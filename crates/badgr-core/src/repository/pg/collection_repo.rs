//! 背包收藏集仓储

use async_trait::async_trait;
use sqlx::{PgPool, Postgres, Transaction};

use crate::error::{CoreError, Result};
use crate::models::{BackpackCollection, NewCollection};
use crate::repository::CollectionRepositoryTrait;

const COLLECTION_COLUMNS: &str =
    "id, entity_id, owner_id, name, description, share_hash, created_at, updated_at";

pub struct CollectionRepository {
    pool: PgPool,
}

impl CollectionRepository {
    pub fn new(pool: PgPool) -> Self {
        Self { pool }
    }

    /// 加载收藏集中的实例 entity_id（按 position 排序）
    async fn load_items(&self, mut collection: BackpackCollection) -> Result<BackpackCollection> {
        collection.assertions = sqlx::query_scalar(
            r#"
            SELECT bi.entity_id
            FROM backpack_collection_items ci
            JOIN badge_instances bi ON bi.id = ci.badge_instance_id
            WHERE ci.collection_id = $1
            ORDER BY ci.position ASC, ci.id ASC
            "#,
        )
        .bind(collection.id)
        .fetch_all(&self.pool)
        .await?;
        Ok(collection)
    }

    async fn replace_items(
        tx: &mut Transaction<'_, Postgres>,
        collection_id: i64,
        assertions: &[String],
    ) -> Result<()> {
        sqlx::query("DELETE FROM backpack_collection_items WHERE collection_id = $1")
            .bind(collection_id)
            .execute(&mut **tx)
            .await?;

        for (position, entity_id) in assertions.iter().enumerate() {
            sqlx::query(
                r#"
                INSERT INTO backpack_collection_items (collection_id, badge_instance_id, position)
                SELECT $1, id, $3 FROM badge_instances WHERE entity_id = $2
                ON CONFLICT (collection_id, badge_instance_id) DO NOTHING
                "#,
            )
            .bind(collection_id)
            .bind(entity_id)
            .bind(position as i32)
            .execute(&mut **tx)
            .await?;
        }
        Ok(())
    }

    async fn fetch_one_where(&self, clause: &str, value: &str) -> Result<Option<BackpackCollection>> {
        let collection = sqlx::query_as::<_, BackpackCollection>(&format!(
            "SELECT {} FROM backpack_collections WHERE {}",
            COLLECTION_COLUMNS, clause
        ))
        .bind(value)
        .fetch_optional(&self.pool)
        .await?;

        match collection {
            Some(c) => Ok(Some(self.load_items(c).await?)),
            None => Ok(None),
        }
    }
}

#[async_trait]
impl CollectionRepositoryTrait for CollectionRepository {
    async fn list_for_owner(&self, owner_id: i64) -> Result<Vec<BackpackCollection>> {
        let collections = sqlx::query_as::<_, BackpackCollection>(&format!(
            "SELECT {} FROM backpack_collections WHERE owner_id = $1 ORDER BY created_at DESC, id DESC",
            COLLECTION_COLUMNS
        ))
        .bind(owner_id)
        .fetch_all(&self.pool)
        .await?;

        let mut loaded = Vec::with_capacity(collections.len());
        for collection in collections {
            loaded.push(self.load_items(collection).await?);
        }
        Ok(loaded)
    }

    async fn get_by_entity_id(&self, entity_id: &str) -> Result<Option<BackpackCollection>> {
        self.fetch_one_where("entity_id = $1", entity_id).await
    }

    async fn get_by_share_hash(&self, share_hash: &str) -> Result<Option<BackpackCollection>> {
        self.fetch_one_where("share_hash = $1", share_hash).await
    }

    async fn create(&self, collection: NewCollection) -> Result<BackpackCollection> {
        let mut tx = self.pool.begin().await?;

        let id: i64 = sqlx::query_scalar(
            r#"
            INSERT INTO backpack_collections (entity_id, owner_id, name, description, share_hash)
            VALUES ($1, $2, $3, $4, $5)
            RETURNING id
            "#,
        )
        .bind(&collection.entity_id)
        .bind(collection.owner_id)
        .bind(&collection.name)
        .bind(&collection.description)
        .bind(&collection.share_hash)
        .fetch_one(&mut *tx)
        .await?;

        Self::replace_items(&mut tx, id, &collection.assertions).await?;
        tx.commit().await?;

        self.get_by_entity_id(&collection.entity_id)
            .await?
            .ok_or_else(|| CoreError::not_found("BackpackCollection", collection.entity_id))
    }

    async fn update(&self, collection: &BackpackCollection) -> Result<BackpackCollection> {
        let mut tx = self.pool.begin().await?;

        sqlx::query(
            r#"
            UPDATE backpack_collections
            SET name = $2, description = $3, share_hash = $4, updated_at = NOW()
            WHERE id = $1
            "#,
        )
        .bind(collection.id)
        .bind(&collection.name)
        .bind(&collection.description)
        .bind(&collection.share_hash)
        .execute(&mut *tx)
        .await?;

        Self::replace_items(&mut tx, collection.id, &collection.assertions).await?;
        tx.commit().await?;

        self.get_by_entity_id(&collection.entity_id)
            .await?
            .ok_or_else(|| CoreError::not_found("BackpackCollection", collection.entity_id.clone()))
    }

    async fn delete(&self, id: i64) -> Result<()> {
        sqlx::query("DELETE FROM backpack_collections WHERE id = $1")
            .bind(id)
            .execute(&self.pool)
            .await?;
        Ok(())
    }

    async fn remove_assertion(&self, badge_instance_id: i64) -> Result<()> {
        sqlx::query("DELETE FROM backpack_collection_items WHERE badge_instance_id = $1")
            .bind(badge_instance_id)
            .execute(&self.pool)
            .await?;
        Ok(())
    }
}
//! 徽章实例撤销

use std::sync::Arc;

use tracing::{info, instrument};

use badgr_shared::observability::metrics;

use super::publish_recipient_owner;
use crate::error::{CoreError, Result};
use crate::models::BadgeInstance;
use crate::publisher::UserPublisher;
use crate::repository::Repositories;

pub struct RevocationService {
    repos: Repositories,
    publisher: Arc<dyn UserPublisher>,
}

impl RevocationService {
    pub fn new(repos: Repositories, publisher: Arc<dyn UserPublisher>) -> Self {
        Self { repos, publisher }
    }

    /// 撤销并持久化；已撤销或原因为空时返回错误且不写入
    ///
    /// 持久化走条件更新，并发撤销只有一个成功
    #[instrument(skip(self, instance), fields(assertion = %instance.entity_id))]
    pub async fn revoke(&self, mut instance: BadgeInstance, reason: &str) -> Result<BadgeInstance> {
        if let Err(e) = instance.revoke(reason) {
            metrics::record_assertion_revocation("rejected");
            return Err(e);
        }
        let saved = match self.repos.assertions.revoke(instance.id, reason).await {
            Ok(saved) => saved,
            Err(e @ CoreError::AlreadyRevoked) => {
                metrics::record_assertion_revocation("rejected");
                return Err(e);
            }
            Err(e) => return Err(e),
        };

        info!(
            event = "BadgeInstanceRevoked",
            assertion = %saved.entity_id,
            reason = %reason,
            "Assertion revoked"
        );
        metrics::record_assertion_revocation("revoked");
        // 接收者背包缓存中的状态已过时
        publish_recipient_owner(&self.repos, self.publisher.as_ref(), &saved).await;
        Ok(saved)
    }
}
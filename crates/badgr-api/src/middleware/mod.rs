//! 中间件模块
//!
//! 提供 OAuth Bearer 令牌认证中间件

mod auth;

pub use auth::bearer_auth;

Your goal: Nothing but the full listing, copied exactly, belongs in the answer.

Solved exercise:
filename crates/badgr-core/src/repository/pg/collection_repo.rs
//! 背包收藏集仓储

use async_trait::async_trait;
use sqlx::{PgPool, Postgres, Transaction};

use crate::error::{CoreError, Result};
use crate::models::{BackpackCollection, NewCollection};
use crate::repository::CollectionRepositoryTrait;

const COLLECTION_COLUMNS: &str =
    "id, entity_id, owner_id, name, description, share_hash, created_at, updated_at";

pub struct CollectionRepository {
    pool: PgPool,
}

impl CollectionRepository {
    pub fn new(pool: PgPool) -> Self {
        Self { pool }
    }

    /// 加载收藏集中的实例 entity_id（按 position 排序）
    async fn load_items(&self, mut collection: BackpackCollection) -> Result<BackpackCollection> {
        collection.assertions = sqlx::query_scalar(
            r#"
            SELECT bi.entity_id
            FROM backpack_collection_items ci
            JOIN badge_instances bi ON bi.id = ci.badge_instance_id
            WHERE ci.collection_id = $1
            ORDER BY ci.position ASC, ci.id ASC
            "#,
        )
        .bind(collection.id)
        .fetch_all(&self.pool)
        .await?;
        Ok(collection)
    }

    async fn replace_items(
        tx: &mut Transaction<'_, Postgres>,
        collection_id: i64,
        assertions: &[String],
    ) -> Result<()> {
        sqlx::query("DELETE FROM backpack_collection_items WHERE collection_id = $1")
            .bind(collection_id)
            .execute(&mut **tx)
            .await?;

        for (position, entity_id) in assertions.iter().enumerate() {
            sqlx::query(
                r#"
                INSERT INTO backpack_collection_items (collection_id, badge_instance_id, position)
                SELECT $1, id, $3 FROM badge_instances WHERE entity_id = $2
                ON CONFLICT (collection_id, badge_instance_id) DO NOTHING
                "#,
            )
            .bind(collection_id)
            .bind(entity_id)
            .bind(position as i32)
            .execute(&mut **tx)
            .await?;
        }
        Ok(())
    }

    async fn fetch_one_where(&self, clause: &str, value: &str) -> Result<Option<BackpackCollection>> {
        let collection = sqlx::query_as::<_, BackpackCollection>(&format!(
            "SELECT {} FROM backpack_collections WHERE {}",
            COLLECTION_COLUMNS, clause
        ))
        .bind(value)
        .fetch_optional(&self.pool)
        .await?;

        match collection {
            Some(c) => Ok(Some(self.load_items(c).await?)),
            None => Ok(None),
        }
    }
}

#[async_trait]
impl CollectionRepositoryTrait for CollectionRepository {
    async fn list_for_owner(&self, owner_id: i64) -> Result<Vec<BackpackCollection>> {
        let collections = sqlx::query_as::<_, BackpackCollection>(&format!(
            "SELECT {} FROM backpack_collections WHERE owner_id = $1 ORDER BY created_at DESC, id DESC",
            COLLECTION_COLUMNS
        ))
        .bind(owner_id)
        .fetch_all(&self.pool)
        .await?;

        let mut loaded = Vec::with_capacity(collections.len());
        for collection in collections {
            loaded.push(self.load_items(collection).await?);
        }
        Ok(loaded)
    }

    async fn get_by_entity_id(&self, entity_id: &str) -> Result<Option<BackpackCollection>> {
        self.fetch_one_where("entity_id = $1", entity_id).await
    }

    async fn get_by_share_hash(&self, share_hash: &str) -> Result<Option<BackpackCollection>> {
        self.fetch_one_where("share_hash = $1", share_hash).await
    }

    async fn create(&self, collection: NewCollection) -> Result<BackpackCollection> {
        let mut tx = self.pool.begin().await?;

        let id: i64 = sqlx::query_scalar(
            r#"
            INSERT INTO backpack_collections (entity_id, owner_id, name, description, share_hash)
            VALUES ($1, $2, $3, $4, $5)
            RETURNING id
            "#,
        )
        .bind(&collection.entity_id)
        .bind(collection.owner_id)
        .bind(&collection.name)
        .bind(&collection.description)
        .bind(&collection.share_hash)
        .fetch_one(&mut *tx)
        .await?;

        Self::replace_items(&mut tx, id, &collection.assertions).await?;
        tx.commit().await?;

        self.get_by_entity_id(&collection.entity_id)
            .await?
            .ok_or_else(|| CoreError::not_found("BackpackCollection", collection.entity_id))
    }

    async fn update(&self, collection: &BackpackCollection) -> Result<BackpackCollection> {
        let mut tx = self.pool.begin().await?;

        sqlx::query(
            r#"
            UPDATE backpack_collections
            SET name = $2, description = $3, share_hash = $4, updated_at = NOW()
            WHERE id = $1
            "#,
        )
        .bind(collection.id)
        .bind(&collection.name)
        .bind(&collection.description)
        .bind(&collection.share_hash)
        .execute(&mut *tx)
        .await?;

        Self::replace_items(&mut tx, collection.id, &collection.assertions).await?;
        tx.commit().await?;

        self.get_by_entity_id(&collection.entity_id)
            .await?
            .ok_or_else(|| CoreError::not_found("BackpackCollection", collection.entity_id.clone()))
    }

    async fn delete(&self, id: i64) -> Result<()> {
        sqlx::query("DELETE FROM backpack_collections WHERE id = $1")
            .bind(id)
            .execute(&self.pool)
            .await?;
        Ok(())
    }

    async fn remove_assertion(&self, badge_instance_id: i64) -> Result<()> {
        sqlx::query("DELETE FROM backpack_collection_items WHERE badge_instance_id = $1")
            .bind(badge_instance_id)
            .execute(&self.pool)
            .await?;
        Ok(())
    }
}
//! 徽章实例撤销

use std::sync::Arc;

use tracing::{info, instrument};

use badgr_shared::observability::metrics;

use super::publish_recipient_owner;
use crate::error::{CoreError, Result};
use crate::models::BadgeInstance;
use crate::publisher::UserPublisher;
use crate::repository::Repositories;

pub struct RevocationService {
    repos: Repositories,
    publisher: Arc<dyn UserPublisher>,
}

impl RevocationService {
    pub fn new(repos: Repositories, publisher: Arc<dyn UserPublisher>) -> Self {
        Self { repos, publisher }
    }

    /// 撤销并持久化；已撤销或原因为空时返回错误且不写入
    ///
    /// 持久化走条件更新，并发撤销只有一个成功
    #[instrument(skip(self, instance), fields(assertion = %instance.entity_id))]
    pub async fn revoke(&self, mut instance: BadgeInstance, reason: &str) -> Result<BadgeInstance> {
        if let Err(e) = instance.revoke(reason) {
            metrics::record_assertion_revocation("rejected");
            return Err(e);
        }
        let saved = match self.repos.assertions.revoke(instance.id, reason).await {
            Ok(saved) => saved,
            Err(e @ CoreError::AlreadyRevoked) => {
                metrics::record_assertion_revocation("rejected");
                return Err(e);
            }
            Err(e) => return Err(e),
        };

        info!(
            event = "BadgeInstanceRevoked",
            assertion = %saved.entity_id,
            reason = %reason,
            "Assertion revoked"
        );
        metrics::record_assertion_revocation("revoked");
        // 接收者背包缓存中的状态已过时
        publish_recipient_owner(&self.repos, self.publisher.as_ref(), &saved).await;
        Ok(saved)
    }
}
filename crates/badgr-api/src/middleware/mod.rs
//! 中间件模块
//!
//! 提供 OAuth Bearer 令牌认证中间件

mod auth;

pub use auth::bearer_auth;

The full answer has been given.